Good Law Firms Get Fired for a Dumb (and Preventable) Reason

The American Lawyer has a story this week identifying the primary reasons that clients fire law firms, based on a new report from U.K. legal market research firm Acritas,.  Though answers varied among the general counsels Acritas interviewed, responses tended to align with one of these four motivations:

  1. The firm was too expensive.
  2. The advice offered was bad or the firm lacked expertise.
  3. The firm offered poor service.
  4. The firm lost the relationship attorney.
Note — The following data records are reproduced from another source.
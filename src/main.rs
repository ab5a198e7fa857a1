use color_eyre::{eyre::eyre, Result};
use padcore::config::{Acquisition, InputConfig};
use padcore::input::lock::LogDisplay;
use padcore::input::port::RpiBinder;
use padcore::input::source::{
    ExternalSource, NullSource, OverrideSlot, PhysicalSource, RawStateSource,
};
use padcore::input::tick::MonotonicClock;
use padcore::input::InputCore;
use padcore::runtime::{spawn_stdin_feeder, OverrideTarget, PollerHandle};
use std::path::PathBuf;
use std::time::Duration;
use tokio_util::sync::CancellationToken;
use tracing::{debug, info, Level};
use tracing_subscriber::FmtSubscriber;

// Queued overrides waiting for a poll
const OVERRIDE_QUEUE_DEPTH: usize = 64;

#[tokio::main]
async fn main() -> Result<()> {
    setup()?;

    let config_path = std::env::args_os().nth(1).map(PathBuf::from);
    let config = InputConfig::load_or_default(config_path.as_deref())
        .map_err(|e| eyre!("Failed to load configuration: {}", e))?;
    info!(
        "Configuration: {:?} acquisition, {} lines, {} ms poll, {} ms debounce",
        config.acquisition,
        config.lines.len(),
        config.poll_interval_ms,
        config.debounce_ms
    );

    let lines = config.line_table()?;
    let core = InputCore::create(
        lines.clone(),
        config.pipeline_settings(),
        Box::new(MonotonicClock::new(config.ticks_per_ms)),
        Box::new(LogDisplay),
    );

    // The queue sender lives until main returns so the slot never disconnects
    let (override_queue, slot) = if config.override_queue {
        let (queue, slot) = OverrideSlot::channel(OVERRIDE_QUEUE_DEPTH);
        (Some(queue), slot)
    } else {
        (None, OverrideSlot::disabled())
    };

    // Binding failures and port cache overflow abort startup here
    let (source, target): (Box<dyn RawStateSource>, Option<OverrideTarget>) =
        match config.acquisition {
            Acquisition::Physical => {
                let mut binder = RpiBinder::new()?;
                let source = PhysicalSource::bind(&lines, &mut binder, slot)?;
                (
                    Box::new(source) as Box<dyn RawStateSource>,
                    override_queue.clone().map(OverrideTarget::Queue),
                )
            }
            Acquisition::External => {
                let (source, handle) = ExternalSource::new(slot);
                (
                    Box::new(source) as Box<dyn RawStateSource>,
                    Some(OverrideTarget::External(handle)),
                )
            }
            Acquisition::None => (
                Box::new(NullSource::new(slot)) as Box<dyn RawStateSource>,
                override_queue.clone().map(OverrideTarget::Queue),
            ),
        };

    let shutdown = CancellationToken::new();
    let poller = PollerHandle::spawn(
        core.attach(source),
        Duration::from_millis(config.poll_interval_ms),
        shutdown.clone(),
    );

    if let Some(target) = target {
        let _feeder = spawn_stdin_feeder(target, shutdown.clone())?;
    }

    let mut states = poller.subscribe();
    let _watcher = tokio::spawn(async move {
        while states.changed().await.is_ok() {
            let state = *states.borrow();
            info!(
                "dpad: {:?} ls: ({:#04x},{:#04x}) rs: ({:#04x},{:#04x}) select/start/home: {}/{}/{}",
                state.dpad,
                state.left_stick_x,
                state.left_stick_y,
                state.right_stick_x,
                state.right_stick_y,
                state.button_select,
                state.button_start,
                state.button_home
            );
            debug!("Full state: {:?}", state);
        }
    });

    let ctrl_c = shutdown.clone();
    let _signal = tokio::spawn(async move {
        if tokio::signal::ctrl_c().await.is_ok() {
            info!("Interrupt received, stopping poll loop");
            ctrl_c.cancel();
        }
    });

    let result = poller.join().await;
    shutdown.cancel();
    drop(override_queue);

    // Any poll error is a hardware fault; exit instead of emitting stale input
    result.map_err(|e| eyre!("Input pipeline halted: {}", e))?;
    info!("Shut down cleanly");
    Ok(())
}

fn setup() -> Result<()> {
    if std::env::var("RUST_LIB_BACKTRACE").is_err() {
        std::env::set_var("RUST_LIB_BACKTRACE", "0")
    }
    color_eyre::install()?;
    if std::env::var("RUST_LOG").is_err() {
        std::env::set_var("RUST_LOG", "info")
    }
    setup_logging_env();
    Ok(())
}

fn setup_logging_env() {
    let level = std::env::var("RUST_LOG")
        .ok()
        .and_then(|value| value.parse::<Level>().ok())
        .unwrap_or(Level::INFO);

    FmtSubscriber::builder()
        .with_max_level(level)
        .with_target(false)
        .with_thread_ids(true)
        .with_file(true)
        .with_line_number(true)
        .pretty()
        .init();
}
As Aric Press points out in his piece, it is the last of these that is perhaps the most frustrating.  Every other category relates to a performance failure – the work was bad, or at least not good enough to justify the cost.  But when a client fires a firm because of the loss of the relationship attorney, the problem is not performance failure.  On the contrary, it appears the client was happy with the performance of the departing attorney, but didn’t trust the firm to maintain that success in the future.  This amounts to what Press calls an “unforced error”:

Skill players can’t afford to hurt themselves, and that includes law firms. The clearest example of this boneheaded phenomenon—letting a client leave when a partner retires—was cited repeatedly. “The primary attorney who had good industry knowledge and knew us well is retiring,” said a billion-dollar manufacturing client. “They haven’t done a good job of transitioning, so I feel our work is at risk.” The client went elsewhere.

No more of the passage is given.